«L’Italia rischia l’incertezza dopo le dimissioni di Giorgio Napolitano», scriveva ieri il Financial Times, quotidiano di riferimento dei mercati internazionali. Un titolo poco originale ma che segnala l’attenzione con la quale il mondo finanziario comincia a seguire il cammino verso le elezioni per il Quirinale.
Senza addentrarsi nei labirinti delle correnti dei partiti, dei franchi tiratori e delle trappole che potrebbero scattare contro Renzi, quello che ambienti internazionali danno quasi per scontato è che l’Italia darà una nuova prova di instabilità. Che, insomma, la cattiva reputazione che ci accompagna verrà confermata anche nel prossimo passaggio, il più alto della vita istituzionale e sulla carica che più di tutte è diventata un punto di riferimento per le cancellerie e perfino per il mondo finanziario.
Quirinale è ormai sinonimo di stabilità, cioè l’esatto contrario di quello che invece esprimono la politica italiana e spesso anche i governi. E l’evento è tanto più sotto i riflettori, ora, perché si apre uno spazio nuovo in Europa, uno spazio di opportunità soprattutto per l’Italia che rischia però di essere bruciato da una possibile serie di votazioni estenuanti sul nuovo capo dello Stato.
Due giorni fa si è aperta una breccia nel muro dell’austerità e del rispetto rigido delle regole. Non è stato toccato il feticcio del 3% nel rapporto tra deficit e Pil ma è stata sbloccata la strada per la flessibilità, quella che fa entrare nella valutazione dei conti pubblici anche il programma delle riforme o la considerazione del ciclo economico. Senza dare - o negare - meriti a Renzi e alla presidenza italiana nel semestre Ue, la nuova congiuntura europea ha indotto Bruxelles a una traduzione del patto di stabilità e crescita più vantaggiosa anche per Roma. Al punto che il ministro Padoan dice di sentirsi più fiducioso sul fatto che a marzo non ci verrà chiesta una manovra correttiva dell’ordine di 4 o 5 miliardi come invece sembrava probabile a dicembre, quando l’Europa promosse i conti italiani in via provvisoria e non definitiva. Al Governo dissero che la linea sulla finanza pubblica sarebbe stata tirata a marzo, con le previsioni economiche di primavera della Commissione Ue. Dopo il passaggio sul Colle, appunto.

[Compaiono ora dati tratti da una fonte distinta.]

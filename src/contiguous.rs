//! # Contiguous Record Handle
//!
//! `Contiguous<T>` pairs a [`RecordBuffer`] with the record type living
//! at its start. The handle owns the buffer; the typed view borrows the
//! handle, so every slice reachable from the view is pinned for exactly
//! as long as the borrow lasts. Moving the handle moves only the `Vec`
//! header, never the heap block, so the in-buffer slice headers stay
//! valid for the handle's whole life.
//!
//! A handle is either *empty* (fresh destination for the copy path) or
//! holds a deserialized record. Scalar fields of a held record may be
//! mutated freely through [`view_mut`](Contiguous::view_mut); resizing
//! any reachable array is impossible by construction.

use std::fmt;
use std::marker::PhantomData;

use crate::buffer::RecordBuffer;
use crate::layout::Shaped;

/// An owned buffer holding a deserialized record and everything it
/// references.
pub struct Contiguous<T: Shaped> {
    buffer: RecordBuffer,
    _record: PhantomData<T>,
}

impl<T: Shaped> Contiguous<T> {
    /// An empty handle, ready to be a copy-deserialization destination.
    pub const fn empty() -> Self {
        Self {
            buffer: RecordBuffer::new(),
            _record: PhantomData,
        }
    }

    /// An empty handle whose buffer can hold `bytes` without
    /// reallocating.
    pub fn with_capacity(bytes: usize) -> Self {
        Self {
            buffer: RecordBuffer::with_capacity(bytes),
            _record: PhantomData,
        }
    }

    pub(crate) fn from_buffer(buffer: RecordBuffer) -> Self {
        Self {
            buffer,
            _record: PhantomData,
        }
    }

    /// The deserialized record.
    ///
    /// # Panics
    ///
    /// Panics if no record has been deserialized into this handle.
    pub fn view(&self) -> &T {
        assert!(
            self.buffer.len() >= size_of::<T>(),
            "no record has been deserialized into this handle",
        );
        debug_assert_eq!(self.buffer.as_ptr() as usize % align_of::<T>(), 0);
        // SAFETY: a buffer at least `size_of::<T>()` long only ever comes
        // from a successful deserialization, which validated the image
        // and bound every reachable slice header into this same buffer.
        // The buffer base is aligned for `T` (checked above).
        unsafe { &*self.buffer.as_ptr().cast::<T>() }
    }

    /// The deserialized record, mutably.
    ///
    /// # Panics
    ///
    /// Panics if no record has been deserialized into this handle.
    pub fn view_mut(&mut self) -> &mut T {
        assert!(
            self.buffer.len() >= size_of::<T>(),
            "no record has been deserialized into this handle",
        );
        debug_assert_eq!(self.buffer.as_ptr() as usize % align_of::<T>(), 0);
        // SAFETY: as in `view`; exclusivity comes from `&mut self`.
        unsafe { &mut *self.buffer.as_mut_ptr().cast::<T>() }
    }

    /// The backing bytes: payload region followed by the branched-header
    /// region.
    pub fn as_bytes(&self) -> &[u8] {
        self.buffer.as_slice()
    }

    /// The backing buffer.
    pub fn buffer(&self) -> &RecordBuffer {
        &self.buffer
    }

    pub(crate) fn buffer_mut(&mut self) -> &mut RecordBuffer {
        &mut self.buffer
    }

    /// Consumes the handle, returning the backing buffer — for example
    /// to deserialize it in place again.
    pub fn into_buffer(self) -> RecordBuffer {
        self.buffer
    }
}

impl<T: Shaped> Default for Contiguous<T> {
    fn default() -> Self {
        Self::empty()
    }
}

impl<T: Shaped> fmt::Debug for Contiguous<T> {
    fn fmt(&self, f: &mut fmt::Formatter<'_>) -> fmt::Result {
        f.debug_struct("Contiguous")
            .field("record", &crate::layout::Shape::of::<T>().name)
            .field("bytes", &self.buffer.len())
            .finish()
    }
}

Ora il clima e anche i testi europei offrono più ossigeno all’economia e maggiori margini di manovra al Governo che potrà anche scomputare dal calcolo del deficit gli investimenti destinati al piano Juncker. Insomma, si mette bene o almeno meglio delle previsioni che si facevano fino a qualche settimana fa. Oggi il vicepresidente della Commissione Ue per gli investimenti e la crescita, Jyrki Katainen, sarà in Parlamento e si capirà meglio se l’attitudine dei “falchi” resta prudente in attesa della prova italiana sul Quirinale. E tra una settimana esatta Angela Merkel e Matteo Renzi si vedranno a Firenze per un bilaterale: piatto forte del colloquio sarà proprio il passaggio del Colle. Facile immaginare che la Merkel gli chiederà delle previsioni sulle prossime votazioni, facile immaginare che Renzi darà le stesse rassicurazioni che ha dato ieri, cioè che entro il mese avremo un nuovo presidente.
Il faccia a faccia tra il premier e la Cancelliera ci sarà lo stesso giorno in cui Mario Draghi riunirà la Bce e assumerà le prime scelte sul quantitative easing. Spiragli che si aprono, quindi, un po’ a Bruxelles, un po’ a Francoforte. Subito dopo entrerà in scena Roma con l’elezione del capo dello Stato. E il test oltre che politico avrà anche riflessi finanziari. E potrebbe rafforzare o invece bruciare quei margini in più che la congiuntura europea sta offrendo a Paesi in difficoltà come l’Italia.